**Activity**
Scan the data below and pick out the lines containing the word "static".

**Dataset entries**
*** Block opens ***

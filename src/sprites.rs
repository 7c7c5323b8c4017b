//! Pixel-art sprite definitions.
//!
//! Each sprite is a stack of single-color layers, each layer a list of filled
//! rectangles `(dx, dy, width, height)` on a square or rectangular grid. A grid
//! cell is `pixel` design pixels wide, so the design size of a sprite is
//! `grid * pixel` at the 240px design resolution; the renderer scales it by the
//! element's fixed-point scale.
//!
//! ```text
//! Diamond (16x16)      Ingot (16x16)
//! ....XXXXXXXX....     ................
//! ..XXooo.....XX..     ...XXXXXXXXXX...
//! .Xooo.......##X.     ..Xoooooooo..X..
//! ..XX.o....##XX..     .Xooo......###X.
//! ....XX...#XX....     .X##########..X.
//! ......XXXX......     .XXXXXXXXXXXXXX.
//! ```

use ambient_scene_common::SpriteKind;
use embedded_graphics::pixelcolor::Rgb565;
use embedded_graphics::prelude::*;

use crate::colors::{
    DIAMOND,
    DIAMOND_DARK,
    DIAMOND_LIGHT,
    EMERALD,
    EMERALD_DARK,
    EMERALD_LIGHT,
    GOLD,
    GOLD_DARK,
    GOLD_LIGHT,
    IRON,
    IRON_DARK,
    IRON_LIGHT,
    LOGO_DIRT,
    LOGO_GRASS,
    LOGO_GREEN,
    OUTLINE,
    WOOD,
    WOOD_DARK,
};

/// Filled rectangle `(dx, dy, width, height)` in grid cells.
pub type Cell = (i32, i32, u32, u32);

/// Rectangles sharing one color.
pub struct Layer {
    /// Fill color at full opacity.
    pub color: Rgb565,
    /// Rectangles of this layer.
    pub cells: &'static [Cell],
}

/// Pixel-art image.
pub struct Sprite {
    /// Grid width in cells.
    pub grid_width: u32,
    /// Grid height in cells.
    pub grid_height: u32,
    /// Design pixels per grid cell.
    pub pixel: u32,
    /// Layers, painted in order.
    pub layers: &'static [Layer],
}

impl Sprite {
    /// Size at the design resolution.
    #[inline]
    pub const fn design_size(&self) -> Size { Size::new(self.grid_width * self.pixel, self.grid_height * self.pixel) }

    /// Size at a fixed-point scale (256 = design size).
    pub const fn scaled_size(
        &self,
        scale: u16,
    ) -> Size {
        let design = self.design_size();
        Size::new(
            design.width * scale as u32 / 256,
            design.height * scale as u32 / 256,
        )
    }
}

// =============================================================================
// Particles
// =============================================================================

const DIAMOND_OUTLINE: &[Cell] = &[
    (4, 1, 8, 1),
    (2, 2, 2, 2),
    (12, 2, 2, 2),
    (1, 4, 1, 3),
    (14, 4, 1, 3),
    (2, 7, 2, 2),
    (12, 7, 2, 2),
    (4, 9, 2, 2),
    (10, 9, 2, 2),
    (6, 11, 4, 2),
    (7, 13, 2, 1),
];
const DIAMOND_BODY: &[Cell] = &[(4, 2, 8, 2), (2, 4, 12, 3), (4, 7, 8, 2), (6, 9, 4, 2)];
const DIAMOND_SHINE: &[Cell] = &[(5, 2, 3, 1), (3, 4, 3, 1), (6, 7, 1, 2)];
const DIAMOND_SHADE: &[Cell] = &[(11, 4, 3, 3), (9, 7, 3, 2), (8, 9, 2, 2)];

const EMERALD_OUTLINE: &[Cell] = &[
    (5, 0, 6, 1),
    (3, 1, 2, 2),
    (11, 1, 2, 2),
    (2, 3, 1, 10),
    (13, 3, 1, 10),
    (3, 13, 2, 2),
    (11, 13, 2, 2),
    (5, 15, 6, 1),
];
const EMERALD_BODY: &[Cell] = &[(5, 1, 6, 14), (3, 3, 10, 10)];
const EMERALD_SHINE: &[Cell] = &[(5, 2, 2, 4), (4, 4, 1, 5)];
const EMERALD_SHADE: &[Cell] = &[(10, 8, 2, 5), (8, 12, 3, 2)];

const INGOT_OUTLINE: &[Cell] = &[
    (3, 4, 10, 1),
    (2, 5, 1, 2),
    (13, 5, 1, 2),
    (1, 7, 1, 4),
    (14, 7, 1, 4),
    (1, 11, 14, 1),
];
const INGOT_BODY: &[Cell] = &[(3, 5, 10, 2), (2, 7, 12, 4)];
const INGOT_SHINE: &[Cell] = &[(4, 5, 8, 1), (3, 7, 3, 1)];
const INGOT_SHADE: &[Cell] = &[(2, 10, 12, 1), (11, 7, 3, 3)];

/// Diamond particle.
pub static DIAMOND_SPRITE: Sprite = Sprite {
    grid_width: 16,
    grid_height: 16,
    pixel: 1,
    layers: &[
        Layer {
            color: OUTLINE,
            cells: DIAMOND_OUTLINE,
        },
        Layer {
            color: DIAMOND,
            cells: DIAMOND_BODY,
        },
        Layer {
            color: DIAMOND_LIGHT,
            cells: DIAMOND_SHINE,
        },
        Layer {
            color: DIAMOND_DARK,
            cells: DIAMOND_SHADE,
        },
    ],
};

/// Emerald particle.
pub static EMERALD_SPRITE: Sprite = Sprite {
    grid_width: 16,
    grid_height: 16,
    pixel: 1,
    layers: &[
        Layer {
            color: OUTLINE,
            cells: EMERALD_OUTLINE,
        },
        Layer {
            color: EMERALD,
            cells: EMERALD_BODY,
        },
        Layer {
            color: EMERALD_LIGHT,
            cells: EMERALD_SHINE,
        },
        Layer {
            color: EMERALD_DARK,
            cells: EMERALD_SHADE,
        },
    ],
};

/// Iron ingot particle.
pub static IRON_INGOT_SPRITE: Sprite = Sprite {
    grid_width: 16,
    grid_height: 16,
    pixel: 1,
    layers: &[
        Layer {
            color: OUTLINE,
            cells: INGOT_OUTLINE,
        },
        Layer {
            color: IRON,
            cells: INGOT_BODY,
        },
        Layer {
            color: IRON_LIGHT,
            cells: INGOT_SHINE,
        },
        Layer {
            color: IRON_DARK,
            cells: INGOT_SHADE,
        },
    ],
};

/// Gold ingot particle.
pub static GOLD_INGOT_SPRITE: Sprite = Sprite {
    grid_width: 16,
    grid_height: 16,
    pixel: 1,
    layers: &[
        Layer {
            color: OUTLINE,
            cells: INGOT_OUTLINE,
        },
        Layer {
            color: GOLD,
            cells: INGOT_BODY,
        },
        Layer {
            color: GOLD_LIGHT,
            cells: INGOT_SHINE,
        },
        Layer {
            color: GOLD_DARK,
            cells: INGOT_SHADE,
        },
    ],
};

// =============================================================================
// Decoration and Logo
// =============================================================================

/// Diamond pickaxe decoration, 96x96 at design size.
pub static DIAMOND_PICKAXE_SPRITE: Sprite = Sprite {
    grid_width: 16,
    grid_height: 16,
    pixel: 6,
    layers: &[
        Layer {
            color: WOOD_DARK,
            cells: &[(2, 13, 2, 2), (4, 11, 2, 2), (6, 9, 2, 2), (8, 7, 2, 2)],
        },
        Layer {
            color: WOOD,
            cells: &[(2, 13, 1, 1), (4, 11, 1, 1), (6, 9, 1, 1), (8, 7, 1, 1)],
        },
        Layer {
            color: DIAMOND,
            cells: &[(3, 1, 8, 2), (1, 2, 2, 2), (11, 2, 2, 2), (10, 4, 4, 2), (13, 6, 2, 5)],
        },
        Layer {
            color: DIAMOND_LIGHT,
            cells: &[(4, 1, 5, 1), (13, 6, 1, 3)],
        },
        Layer {
            color: DIAMOND_DARK,
            cells: &[(11, 3, 1, 1), (14, 8, 1, 3), (10, 5, 2, 1)],
        },
    ],
};

/// Boot logo: a grass block beside three title bars, 160x64 at design size.
pub static LOGO_SPRITE: Sprite = Sprite {
    grid_width: 40,
    grid_height: 16,
    pixel: 4,
    layers: &[
        Layer {
            color: LOGO_DIRT,
            cells: &[(0, 2, 14, 12)],
        },
        Layer {
            color: LOGO_GRASS,
            cells: &[(0, 2, 14, 4), (2, 6, 2, 2), (8, 6, 2, 1)],
        },
        Layer {
            color: LOGO_GREEN,
            cells: &[(17, 3, 22, 3), (17, 8, 16, 2), (17, 12, 19, 2)],
        },
    ],
};

/// Artwork for a sprite kind.
pub const fn sprite(kind: SpriteKind) -> &'static Sprite {
    match kind {
        SpriteKind::Logo => &LOGO_SPRITE,
        SpriteKind::DiamondPickaxe => &DIAMOND_PICKAXE_SPRITE,
        SpriteKind::Diamond => &DIAMOND_SPRITE,
        SpriteKind::Emerald => &EMERALD_SPRITE,
        SpriteKind::IronIngot => &IRON_INGOT_SPRITE,
        SpriteKind::GoldIngot => &GOLD_INGOT_SPRITE,
    }
}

*** Block closes ***

**Written reply**
    pub cells: &'static [Cell],
    pub layers: &'static [Layer],
pub static DIAMOND_SPRITE: Sprite = Sprite {
pub static EMERALD_SPRITE: Sprite = Sprite {
pub static IRON_INGOT_SPRITE: Sprite = Sprite {
pub static GOLD_INGOT_SPRITE: Sprite = Sprite {
pub static DIAMOND_PICKAXE_SPRITE: Sprite = Sprite {
pub static LOGO_SPRITE: Sprite = Sprite {
pub const fn sprite(kind: SpriteKind) -> &'static Sprite {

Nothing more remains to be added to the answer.